Section 4. Conditions Precedent. This First Amendment shall become effective on the date (such date, the “First Amendment Effective Date”) when each of the following conditions is satisfied (or waived in accordance with Section 12.02):
4.1 Counterparts. The Administrative Agent shall have received from each Lender and the Obligors counterparts (in such number as may be requested by the Administrative Agent) of this First Amendment signed on behalf of such Persons.
4.2 Fees and Expenses. The Administrative Agent and the Lenders shall have received all fees and other amounts due and payable on or prior to the First Amendment Effective Date, including to the extent invoiced, reimbursement or payment of all reasonable out-of-pocket expenses required to be reimbursed or paid by the Borrower under the Credit Agreement.
4.3 White Star Acquisition Reserve Report and Lease Operating Statements. The Administrative Agent shall have received (a) true and correct fully-executed copies of the White Star Acquisition Documents, which shall be in form and substance reasonably satisfactory to the Administrative Agent and (b) lease operating statements and production reports with respect to the Oil and Gas Properties of White Star Petroleum, LLC (“White Star”) and its subsidiaries evaluated in the reserve report dated July 1, 2019 and prepared by XXXX Engineering (the “White Star Reserve Report”), in form and substance reasonably satisfactory to the Administrative Agent, for the fiscal year ended December 31, 2018 and for each fiscal quarter thereafter ending at least 45 days prior to the date on which the White Star Acquisition is consummated.

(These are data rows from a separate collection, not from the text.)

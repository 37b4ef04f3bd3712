use citycare_app::domain::{NewOfficer, NewTechnician, Officer, Technician};
use leptos::prelude::*;
use server_fn::ServerFnError;

#[server(ListTechnicians, "/api", endpoint = "list_technicians")]
pub async fn list_technicians() -> Result<Vec<Technician>, ServerFnError> {
    use citycare_app::domain::Role;
    use citycare_errors::AppError;

    let session = super::session::require(&[Role::Officer]).await?;
    super::session::backend()?
        .technicians(&session)
        .await
        .map_err(AppError::into_server_error)
}

#[server(CreateTechnician, "/api", endpoint = "create_technician", input = server_fn::codec::Json)]
pub async fn create_technician(technician: NewTechnician) -> Result<Technician, ServerFnError> {
    use citycare_app::domain::Role;
    use citycare_errors::AppError;

    let session = super::session::require(&[Role::Officer]).await?;
    let created = super::session::backend()?
        .create_technician(&session, &technician)
        .await
        .map_err(AppError::into_server_error)?;

    tracing::info!("Technician {} created", created.id);
    Ok(created)
}

#[server(DeleteTechnician, "/api", endpoint = "delete_technician", input = server_fn::codec::Json)]
pub async fn delete_technician(technician_id: i64) -> Result<(), ServerFnError> {
    use citycare_app::domain::Role;
    use citycare_errors::AppError;

    let session = super::session::require(&[Role::Officer]).await?;
    super::session::backend()?
        .delete_technician(&session, technician_id)
        .await
        .map_err(AppError::into_server_error)
}

#[server(ListOfficers, "/api", endpoint = "list_officers")]
pub async fn list_officers() -> Result<Vec<Officer>, ServerFnError> {
    use citycare_app::domain::Role;
    use citycare_errors::AppError;

    let session = super::session::require(&[Role::Head]).await?;
    super::session::backend()?
        .officers(&session)
        .await
        .map_err(AppError::into_server_error)
}

#[server(CreateOfficer, "/api", endpoint = "create_officer", input = server_fn::codec::Json)]
pub async fn create_officer(officer: NewOfficer) -> Result<Officer, ServerFnError> {
    use citycare_app::domain::Role;
    use citycare_errors::AppError;

    let session = super::session::require(&[Role::Head]).await?;
    let created = super::session::backend()?
        .create_officer(&session, &officer)
        .await
        .map_err(AppError::into_server_error)?;

    tracing::info!("Officer {} created", created.id);
    Ok(created)
}

#[server(DeleteOfficer, "/api", endpoint = "delete_officer", input = server_fn::codec::Json)]
pub async fn delete_officer(officer_id: i64) -> Result<(), ServerFnError> {
    use citycare_app::domain::Role;
    use citycare_errors::AppError;

    let session = super::session::require(&[Role::Head]).await?;
    super::session::backend()?
        .delete_officer(&session, officer_id)
        .await
        .map_err(AppError::into_server_error)
}
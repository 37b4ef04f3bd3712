use citycare_app::application::{StatusChange, StatusWorkflow};
use citycare_app::domain::Issue;
use leptos::prelude::*;

/// One button per status, always offered, plus the confirmation prompt.
#[component]
pub fn StatusButtons(
    issue: Issue,
    workflow: RwSignal<StatusWorkflow>,
    #[prop(into)] on_confirm: Callback<StatusChange>,
    #[prop(into)] busy: Signal<bool>,
) -> impl IntoView {
    let issue_id = issue.id;
    let current = issue.status;

    let buttons = StatusWorkflow::transitions_from(current)
        .into_iter()
        .map(|to| {
            let issue = issue.clone();
            view! {
                <button
                    class="status-buttons__button"
                    class:active=to == current
                    prop:disabled=move || busy.get()
                    on:click=move |_| workflow.update(|w| w.request(&issue, to))
                >
                    {to.label()}
                </button>
            }
        })
        .collect::<Vec<_>>();

    let confirm = move |_: leptos::ev::MouseEvent| {
        if let Some(change) = workflow.try_update(StatusWorkflow::confirm).flatten() {
            on_confirm.run(change);
        }
    };

    view! {
        <div class="status-buttons">
            {buttons}
            {move || {
                workflow
                    .with(|w| w.pending().filter(|change| change.issue_id == issue_id).map(StatusChange::prompt))
                    .map(|prompt| view! {
                        <div class="confirm">
                            <p>{prompt}</p>
                            <button class="button" on:click=confirm>"Confirm"</button>
                            <button class="button" on:click=move |_| workflow.update(StatusWorkflow::cancel)>
                                "Cancel"
                            </button>
                        </div>
                    })
            }}
        </div>
    }
}
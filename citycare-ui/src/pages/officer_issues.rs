use crate::components::{FieldError, IssueCard, LoadingSpinner, Notice, RequireRole, StoreError};
use crate::server::{assign_technicians, fetch_issues, list_technicians};
use crate::state::{dispatch, error_message, use_stores, Stores};
use citycare_app::application::validation::validate_assignment;
use citycare_app::application::{IssueCollection, IssueStore, RosterStore};
use citycare_app::domain::{suited_first, Issue, Role};
use leptos::prelude::*;

#[component]
pub fn OfficerIssuesPage() -> impl IntoView {
    view! {
        <RequireRole roles=&[Role::Officer]>
            <AllIssues/>
        </RequireRole>
    }
}

#[component]
fn AllIssues() -> impl IntoView {
    let stores = use_stores();
    let issues = stores.issues;

    let load = move || {
        issues.update(IssueStore::begin);
        dispatch(issues, fetch_issues(IssueCollection::All), |store, outcome| {
            store.settle_fetch(IssueCollection::All, outcome)
        });
    };
    Effect::new(move |_| {
        if issues.with_untracked(|s| s.needs_fetch(IssueCollection::All)) {
            load();
        }
        if stores.technicians.with_untracked(RosterStore::needs_fetch) {
            stores.technicians.update(RosterStore::begin);
            dispatch(stores.technicians, list_technicians(), RosterStore::settle_fetch);
        }
    });

    let busy = Signal::derive(move || issues.with(IssueStore::loading));
    let success = Signal::derive(move || issues.with(|s| s.success_message().map(str::to_string)));

    view! {
        <div class="page">
            <h1 class="page-title">"All Issues"</h1>
            <Notice message=success/>
            <StoreError
                message=error_message(issues, IssueStore::error)
                on_retry=Callback::new(move |_| load())
            />
            <StoreError message=error_message(stores.technicians, RosterStore::error)/>
            {move || {
                let all = issues.with(|s| s.issues().to_vec());
                if all.is_empty() {
                    return if busy.get() {
                        view! { <LoadingSpinner/> }.into_any()
                    } else {
                        view! { <p class="page-empty">"No issues have been reported."</p> }.into_any()
                    };
                }
                view! {
                    <div class="issue-list">
                        {all
                            .into_iter()
                            .map(|issue| {
                                let card = issue.clone();
                                view! {
                                    <IssueCard issue=card>
                                        <AssignPanel issue=issue stores=stores busy=busy/>
                                    </IssueCard>
                                }
                            })
                            .collect::<Vec<_>>()}
                    </div>
                }
                .into_any()
            }}
        </div>
    }
}

/// Technician picker for one issue. Technicians with a matching skill are
/// listed first.
#[component]
fn AssignPanel(issue: Issue, stores: Stores, #[prop(into)] busy: Signal<bool>) -> impl IntoView {
    let issue_id = issue.id;
    let category = issue.issue_type.clone();
    let selected = RwSignal::new(
        issue
            .assigned_technicians
            .iter()
            .map(|technician| technician.id)
            .collect::<Vec<i64>>(),
    );
    let invalid = RwSignal::new(None::<String>);

    let toggle = move |technician_id: i64, checked: bool| {
        selected.update(|ids| {
            ids.retain(|id| *id != technician_id);
            if checked {
                ids.push(technician_id);
            }
        });
    };

    let assign = move |_: leptos::ev::MouseEvent| match validate_assignment(&selected.get_untracked()) {
        Ok(ids) => {
            invalid.set(None);
            stores.issues.update(IssueStore::begin);
            dispatch(
                stores.issues,
                assign_technicians(issue_id, ids),
                IssueStore::settle_assign,
            );
        }
        Err(e) => invalid.set(Some(e.to_string())),
    };

    view! {
        <div class="assign">
            <p class="assign__title">"Assign technicians"</p>
            <ul class="assign__list">
                {move || {
                    stores.technicians.with(|roster| {
                        suited_first(roster.entries(), category.as_ref())
                            .into_iter()
                            .map(|technician| {
                                let technician_id = technician.id;
                                let suited = category
                                    .as_ref()
                                    .is_some_and(|c| technician.has_skill(c));
                                let skills = technician
                                    .skills
                                    .iter()
                                    .map(|skill| skill.label())
                                    .collect::<Vec<_>>()
                                    .join(", ");
                                view! {
                                    <li class="assign__item" class:suited=suited>
                                        <label>
                                            <input
                                                type="checkbox"
                                                prop:checked=move || selected.with(|ids| ids.contains(&technician_id))
                                                on:change=move |ev| toggle(technician_id, event_target_checked(&ev))
                                            />
                                            {technician.name} " "
                                            <span class="assign__skills">{skills}</span>
                                        </label>
                                    </li>
                                }
                            })
                            .collect::<Vec<_>>()
                    })
                }}
            </ul>
            <FieldError message=invalid/>
            <button class="button" prop:disabled=move || busy.get() on:click=assign>
                "Assign"
            </button>
        </div>
    }
}
mod auth_state;
mod issue_store;
mod profile_store;
mod public_issues;
mod roster_store;
mod status_workflow;
pub mod validation;
mod vote_panel;

pub use auth_state::AuthState;
pub use issue_store::{IssueCollection, IssueStore};
pub use profile_store::ProfileStore;
pub use public_issues::{ordered, rank, PublicIssueList, RankedIssue, SortOrder};
pub use roster_store::RosterStore;
pub use status_workflow::{StatusChange, StatusWorkflow};
pub use vote_panel::{VoteCommand, VotePanel, VoteSnapshot};

/// Whether a locally held collection still reflects the backend.
///
/// Collections start `Stale`, become `Fresh` when fetched, and go back to
/// `Stale` when a mutation elsewhere may have changed them.
#[derive(Debug, Clone, Copy, Default, PartialEq, Eq)]
pub enum Freshness {
    #[default]
    Stale,
    Fresh,
}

4.4 Will Acquisition Reserve Report and Lease Operating Statements. The Administrative Agent shall have received (a) true and correct fully-executed copies of the Will Acquisition Documents, which shall be in form and substance reasonably satisfactory to the Administrative Agent and (b) lease operating statements and production reports with respect to the Oil and Gas Properties of Will Energy and its subsidiaries evaluated in the reserve report July 12, 2019 and prepared by Xxxx Petroleum Engineering Services, Inc. (the “Will Acquisition Reserve Report”), in form and substance reasonably satisfactory to the Administrative Agent, for the fiscal year ended December 31, 2018 and for each fiscal quarter thereafter ending at least 45 days prior to the date on which the Will Acquisition is consummated.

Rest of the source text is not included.